> [Given records]:
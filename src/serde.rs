use alloc::{string::String, vec::Vec};
use core::{cmp, fmt, marker::PhantomData};

use serde::{de, ser::SerializeSeq, Deserialize, Deserializer, Serialize, Serializer};

use crate::{byte_array::ByteArray, ptr_array::PtrArray};

const MAX_DESERIALIZE_SIZE: usize = 1 << 12;

impl Serialize for ByteArray {
    fn serialize<S>(&self, serializer: S) -> Result<S::Ok, S::Error>
    where
        S: Serializer,
    {
        serializer.serialize_bytes(self)
    }
}

struct ByteArrayVisitor;

impl<'de> de::Visitor<'de> for ByteArrayVisitor {
    type Value = ByteArray;

    fn expecting(&self, formatter: &mut fmt::Formatter) -> fmt::Result {
        formatter.write_str("a byte string")
    }

    fn visit_str<E>(self, v: &str) -> Result<Self::Value, E>
    where
        E: de::Error,
    {
        Ok(v.into())
    }

    fn visit_string<E>(self, v: String) -> Result<Self::Value, E>
    where
        E: de::Error,
    {
        Ok(v.into())
    }

    fn visit_bytes<E>(self, v: &[u8]) -> Result<Self::Value, E>
    where
        E: de::Error,
    {
        Ok(v.into())
    }

    fn visit_byte_buf<E>(self, v: Vec<u8>) -> Result<Self::Value, E>
    where
        E: de::Error,
    {
        Ok(v.into())
    }

    fn visit_seq<V>(self, mut seq: V) -> Result<Self::Value, V::Error>
    where
        V: de::SeqAccess<'de>,
    {
        let capacity = cmp::min(seq.size_hint().unwrap_or(0), MAX_DESERIALIZE_SIZE);
        let mut bytes = ByteArray::sized_new(capacity);
        while let Some(byte) = seq.next_element::<u8>()? {
            bytes.append(&[byte]);
        }
        Ok(bytes)
    }
}

impl<'de> Deserialize<'de> for ByteArray {
    fn deserialize<D>(deserializer: D) -> Result<Self, D::Error>
    where
        D: Deserializer<'de>,
    {
        deserializer.deserialize_byte_buf(ByteArrayVisitor)
    }
}

/// Serialized as the sequence of its elements, the terminator excluded.
impl<T: Serialize> Serialize for PtrArray<T> {
    fn serialize<S>(&self, serializer: S) -> Result<S::Ok, S::Error>
    where
        S: Serializer,
    {
        let mut seq = serializer.serialize_seq(Some(self.len()))?;
        for item in self {
            seq.serialize_element(item)?;
        }
        seq.end()
    }
}

struct PtrArrayVisitor<T>(PhantomData<T>);

impl<'de, T: Deserialize<'de>> de::Visitor<'de> for PtrArrayVisitor<T> {
    type Value = PtrArray<T>;

    fn expecting(&self, formatter: &mut fmt::Formatter) -> fmt::Result {
        formatter.write_str("a sequence of optional elements")
    }

    fn visit_seq<V>(self, mut seq: V) -> Result<Self::Value, V::Error>
    where
        V: de::SeqAccess<'de>,
    {
        let capacity = cmp::min(
            seq.size_hint().unwrap_or(0),
            MAX_DESERIALIZE_SIZE / cmp::max(core::mem::size_of::<Option<T>>(), 1),
        );
        let mut array = PtrArray::sized_new(capacity);
        while let Some(item) = seq.next_element()? {
            array.add(item);
        }
        Ok(array)
    }
}

/// Deserialized without a free function.
impl<'de, T: Deserialize<'de>> Deserialize<'de> for PtrArray<T> {
    fn deserialize<D>(deserializer: D) -> Result<Self, D::Error>
    where
        D: Deserializer<'de>,
    {
        deserializer.deserialize_seq(PtrArrayVisitor(PhantomData))
    }
}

> [Requirement]: Wherever a line of the data above contains "PtrArrayVisitor", copy that line.

> [The answer]:
struct PtrArrayVisitor<T>(PhantomData<T>);
impl<'de, T: Deserialize<'de>> de::Visitor<'de> for PtrArrayVisitor<T> {
        deserializer.deserialize_seq(PtrArrayVisitor(PhantomData))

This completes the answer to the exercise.